//! # Syntax-Rules Macros
//!
//! A macro is a literal set plus an ordered list of `(pattern template)`
//! rules. Expansion picks the first rule whose pattern matches the call's
//! operands (the rule's leading keyword position is ignored) and
//! instantiates its template with the resulting bindings.
//!
//! ## Stages
//!
//! - **Compile** (`syntax-rules`): rules are parsed once into [`Pattern`] and
//!   [`Template`] trees. Malformed ellipses and forbidden literals are
//!   reported here as `InvalidSyntax`.
//! - **Match** ([`matcher`]): structural recursion producing [`Bindings`].
//! - **Instantiate** ([`expander`]): template substitution, repeating
//!   ellipsis sub-templates once per matched repetition.
//!
//! Expansion is purely syntactic. The expanded form is evaluated by the
//! caller in the call-site environment.

use im::HashMap;

use crate::errors::{invalid_syntax, SchemeError};
use crate::runtime::symbol::Symbol;
use crate::value::{EvalResult, Value};

pub mod expander;
pub mod matcher;

pub use expander::instantiate;
pub use matcher::match_pattern;

// ============================================================================
// CORE DATA STRUCTURES
// ============================================================================

/// Compiled pattern.
#[derive(Debug, Clone)]
pub enum Pattern {
    /// `_`: matches anything, binds nothing.
    Underscore,
    /// A literal identifier: matches only the same symbol.
    Literal(Symbol),
    /// A pattern variable.
    Variable(Symbol),
    /// Non-symbol atom, matched with `equal?`.
    Datum(Value),
    /// `(p ... q ellipsis r ... . tail)`.
    List {
        before: Vec<Pattern>,
        ellipsis: Option<Box<Pattern>>,
        after: Vec<Pattern>,
        tail: Option<Box<Pattern>>,
    },
}

/// Compiled template.
#[derive(Debug, Clone)]
pub enum Template {
    Variable(Symbol),
    Datum(Value),
    List {
        elements: Vec<TemplateElement>,
        tail: Option<Box<Template>>,
    },
}

/// A template list element followed by `depth` ellipses.
#[derive(Debug, Clone)]
pub struct TemplateElement {
    pub template: Template,
    pub depth: usize,
}

/// What a pattern variable matched. Variables under `n` ellipses hold
/// sequences nested `n` deep.
#[derive(Debug, Clone)]
pub enum Binding {
    Single(Value),
    Sequence(Vec<Binding>),
}

/// Pattern variable bindings for one rule application.
pub type Bindings = HashMap<Symbol, Binding>;

#[derive(Debug, Clone)]
pub struct SyntaxRule {
    pub pattern: Pattern,
    pub template: Template,
}

/// The value produced by `syntax-rules`.
#[derive(Debug)]
pub struct MacroProcedure {
    pub literals: Vec<Symbol>,
    pub rules: Vec<SyntaxRule>,
}

/// A single macro expansion, recorded when tracing is enabled.
#[derive(Debug, Clone)]
pub struct MacroExpansionStep {
    /// Name the macro was invoked under.
    pub macro_name: String,
    /// The call form before expansion.
    pub input: Value,
    /// The expanded form.
    pub output: Value,
}

/// Symbols with fixed meaning inside `syntax-rules`.
#[derive(Debug, Clone, Copy)]
pub struct RuleSymbols {
    pub ellipsis: Symbol,
    pub underscore: Symbol,
}

// ============================================================================
// COMPILATION
// ============================================================================

impl MacroProcedure {
    /// Compiles `(syntax-rules (literal ...) (pattern template) ...)` operands.
    pub fn compile(literals: &Value, rules: &[Value], symbols: RuleSymbols) -> Result<Self, SchemeError> {
        let mut literal_symbols = Vec::new();
        for literal in literals.to_vec("syntax-rules")? {
            let Some(symbol) = literal.as_symbol() else {
                return Err(invalid_syntax("syntax-rules", "literals must be identifiers"));
            };
            if symbol == symbols.ellipsis || symbol == symbols.underscore {
                return Err(invalid_syntax(
                    "syntax-rules",
                    "'...' and '_' cannot be used as literals",
                ));
            }
            literal_symbols.push(symbol);
        }

        let mut compiled = Vec::with_capacity(rules.len());
        for rule in rules {
            let parts = rule.to_vec("syntax-rules")?;
            let [pattern, template] = parts.as_slice() else {
                return Err(invalid_syntax("syntax-rules", "each rule must be (pattern template)"));
            };
            let Value::Pair(pattern_pair) = pattern else {
                return Err(invalid_syntax("syntax-rules", "rule pattern must be a list"));
            };
            let compiler = Compiler {
                literals: &literal_symbols,
                symbols,
            };
            let mut variables = Vec::new();
            let pattern = compiler.pattern(&pattern_pair.cdr(), &mut variables)?;
            let template = compiler.template(template, &variables, true)?;
            compiled.push(SyntaxRule { pattern, template });
        }

        Ok(MacroProcedure {
            literals: literal_symbols,
            rules: compiled,
        })
    }

    /// Expands a whole call form `(keyword operand ...)`.
    pub fn expand(&self, name: &str, form: &Value) -> EvalResult {
        let operands = form.rest()?;
        for (index, rule) in self.rules.iter().enumerate() {
            let mut bindings = Bindings::new();
            if match_pattern(&rule.pattern, &operands, &mut bindings) {
                log::debug!("macro '{}' matched rule {}", name, index);
                return instantiate(&rule.template, &bindings);
            }
        }
        Err(invalid_syntax(name, "no syntax rule matches"))
    }
}

struct Compiler<'a> {
    literals: &'a [Symbol],
    symbols: RuleSymbols,
}

impl Compiler<'_> {
    fn pattern(&self, value: &Value, variables: &mut Vec<Symbol>) -> Result<Pattern, SchemeError> {
        match value {
            Value::Symbol(symbol) if *symbol == self.symbols.underscore => Ok(Pattern::Underscore),
            Value::Symbol(symbol) if *symbol == self.symbols.ellipsis => {
                Err(invalid_syntax("syntax-rules", "'...' must follow a pattern"))
            }
            Value::Symbol(symbol) if self.literals.contains(symbol) => Ok(Pattern::Literal(*symbol)),
            Value::Symbol(symbol) => {
                if variables.contains(symbol) {
                    return Err(invalid_syntax("syntax-rules", "duplicate pattern variable"));
                }
                variables.push(*symbol);
                Ok(Pattern::Variable(*symbol))
            }
            Value::Pair(_) | Value::Nil => self.list_pattern(value, variables),
            other => Ok(Pattern::Datum(other.clone())),
        }
    }

    fn list_pattern(&self, value: &Value, variables: &mut Vec<Symbol>) -> Result<Pattern, SchemeError> {
        let (items, tail) = value.list_parts();
        let mut before = Vec::new();
        let mut ellipsis = None;
        let mut after = Vec::new();

        let mut index = 0;
        while index < items.len() {
            let followed_by_ellipsis = items
                .get(index + 1)
                .is_some_and(|next| self.is_ellipsis(next));
            if self.is_ellipsis(&items[index]) {
                return Err(invalid_syntax("syntax-rules", "'...' must follow a pattern"));
            }
            let compiled = self.pattern(&items[index], variables)?;
            if followed_by_ellipsis {
                if ellipsis.is_some() {
                    return Err(invalid_syntax("syntax-rules", "only one '...' is allowed per list"));
                }
                ellipsis = Some(Box::new(compiled));
                index += 2;
                continue;
            }
            if ellipsis.is_some() {
                after.push(compiled);
            } else {
                before.push(compiled);
            }
            index += 1;
        }

        let tail = match tail {
            Value::Nil => None,
            other => Some(Box::new(self.pattern(&other, variables)?)),
        };
        Ok(Pattern::List {
            before,
            ellipsis,
            after,
            tail,
        })
    }

    /// `escapes` is false inside `(... template)`, where `...` is literal.
    fn template(&self, value: &Value, variables: &[Symbol], escapes: bool) -> Result<Template, SchemeError> {
        match value {
            Value::Symbol(symbol) if escapes && *symbol == self.symbols.ellipsis => {
                Err(invalid_syntax("syntax-rules", "'...' must follow a template"))
            }
            Value::Symbol(symbol) if variables.contains(symbol) => Ok(Template::Variable(*symbol)),
            Value::Pair(_) => {
                let (items, tail) = value.list_parts();
                if escapes && items.len() == 2 && tail.is_nil() && self.is_ellipsis(&items[0]) {
                    return self.template(&items[1], variables, false);
                }
                let mut elements: Vec<TemplateElement> = Vec::new();
                for item in &items {
                    if escapes && self.is_ellipsis(item) {
                        let Some(last) = elements.last_mut() else {
                            return Err(invalid_syntax("syntax-rules", "'...' must follow a template"));
                        };
                        last.depth += 1;
                        continue;
                    }
                    elements.push(TemplateElement {
                        template: self.template(item, variables, escapes)?,
                        depth: 0,
                    });
                }
                let tail = match tail {
                    Value::Nil => None,
                    other => Some(Box::new(self.template(&other, variables, escapes)?)),
                };
                Ok(Template::List { elements, tail })
            }
            other => Ok(Template::Datum(other.clone())),
        }
    }

    fn is_ellipsis(&self, value: &Value) -> bool {
        value.as_symbol() == Some(self.symbols.ellipsis)
    }
}

// ============================================================================
// INTROSPECTION
// ============================================================================

impl Pattern {
    /// Every pattern variable bound somewhere inside this pattern.
    pub fn variables(&self) -> Vec<Symbol> {
        let mut out = Vec::new();
        self.collect_variables(&mut out);
        out
    }

    fn collect_variables(&self, out: &mut Vec<Symbol>) {
        match self {
            Pattern::Variable(symbol) => out.push(*symbol),
            Pattern::List {
                before,
                ellipsis,
                after,
                tail,
            } => {
                before
                    .iter()
                    .chain(ellipsis.as_deref())
                    .chain(after.iter())
                    .chain(tail.as_deref())
                    .for_each(|pattern| pattern.collect_variables(out));
            }
            Pattern::Underscore | Pattern::Literal(_) | Pattern::Datum(_) => {}
        }
    }
}

impl Template {
    /// Every pattern variable referenced inside this template.
    pub fn variables(&self) -> Vec<Symbol> {
        let mut out = Vec::new();
        self.collect_variables(&mut out);
        out
    }

    fn collect_variables(&self, out: &mut Vec<Symbol>) {
        match self {
            Template::Variable(symbol) => out.push(*symbol),
            Template::List { elements, tail } => {
                for element in elements {
                    element.template.collect_variables(out);
                }
                if let Some(tail) = tail {
                    tail.collect_variables(out);
                }
            }
            Template::Datum(_) => {}
        }
    }
}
◆ ◆ ◆ ◆
**Your goal**
In the listing above, find each line with the word "other" and copy it.

**The answer**
            other => Ok(Pattern::Datum(other.clone())),
            other => Some(Box::new(self.pattern(&other, variables)?)),
                    other => Some(Box::new(self.template(&other, variables, escapes)?)),
            other => Ok(Template::Datum(other.clone())),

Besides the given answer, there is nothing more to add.